Mas, para evitar uma espécie de “sobreaquecimento”, esse fluxo tem de ser contido por cerca de duas dezenas de recetores, entre os quais o mGlu5, que funcionam como reguladores de tensão. O estudo da Yale indica que, em pessoas com TSA, os recetores mGlu5 estão em menor quantidade e deixam de conseguir moderar o fluxo excitatório.

Como resultado, os circuitos neuronais ficam “cheios” sem um travão eficaz, o que gera uma sobrecarga sensorial que o cérebro tem dificuldade em suportar - porque há menos locais de ligação molecular capazes de ajustar o impacto dessa excitação. A informação que chega do exterior a quem tem TSA é a mesma que chega a pessoas neurotípicas; o que muda é que é amplificada por um sistema de receção que não está a funcionar como deveria.

É por isso que estímulos do dia a dia - uma luz ligeiramente demasiado forte ou a tremeluzir, o ruído indistinto de uma multidão, uma etiqueta de roupa a picar - que um cérebro neurotípico filtra de forma “normal” podem não ser filtrados por um cérebro neuroatípico. Nesse caso, chegam sem atenuação, “no máximo”, e em algumas pessoas com TSA esta avalanche de estímulos externos pode ser extremamente agressiva, chegando a ser insuportável.

“Identificámos uma diferença biológica de grande relevância, que até agora tinha passado despercebida. É um avanço concreto que altera de forma profunda a nossa compreensão do autismo e abre novas vias para apoiar melhor os doentes”, explica o Dr. James McPartland, coautor principal do estudo.

Embora esta investigação tenha exigido scanners dispendiosos e complexos, como a Tomografia por Emissão de Positrões (TEP), os investigadores mostraram também que a mesma diferença pode ser observada com um EEG (eletroencefalograma).
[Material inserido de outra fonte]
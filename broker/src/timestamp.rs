use chrono::Utc;

/// Milliseconds since the Unix epoch. Assigned to messages at append time
/// and compared against receiver liveness and retention windows.
pub fn timestamp_ms() -> u64 {
    Utc::now().timestamp_millis() as u64
}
Trata-se de uma tecnologia bastante mais acessível e que, no futuro, poderá identificar estes biomarcadores para permitir diagnósticos mais rápidos. “O EEG não substituirá totalmente o TEP, mas poderá ajudar-nos a perceber como estes recetores de glutamato influenciam a atividade cerebral de uma pessoa em tempo real”, afirma Adam Naples, coautor do estudo.

Neste contexto, encontrar uma “cura” para o TSA não é o ponto central: não será possível mudar quem estas pessoas são. O que passa a estar ao alcance é compreender melhor, a partir de dentro, como funcionam. Por exemplo, reconhecer cedo este transtorno numa criança e a sua hipersensibilidade sensorial poderá ajudar a ajustar melhor a sua vida na escola ou em casa, antes de ela se esgotar a tentar dominar um “barulho” que só ela parece ouvir. É apenas um exemplo entre muitos que esta descoberta permite equacionar, ao oferecer um enquadramento biológico para experiências pessoais que, até hoje, eram muito difíceis de objetivar.

Ainda assim, permanece uma incógnita, que o próprio McPartland admite sem rodeios: “O objetivo agora é reconstituir o desenvolvimento do cérebro para determinar se aquilo que observamos está na origem do autismo ou se é uma transformação neurológica associada ao facto de se viver toda a vida com autismo”. Em suma, a velha questão do ovo e da galinha - prova de que este estudo, por mais relevante que seja, não pode, por si só, responder a todas as perguntas que o desenvolvimento cerebral no âmbito do TSA continua a levantar.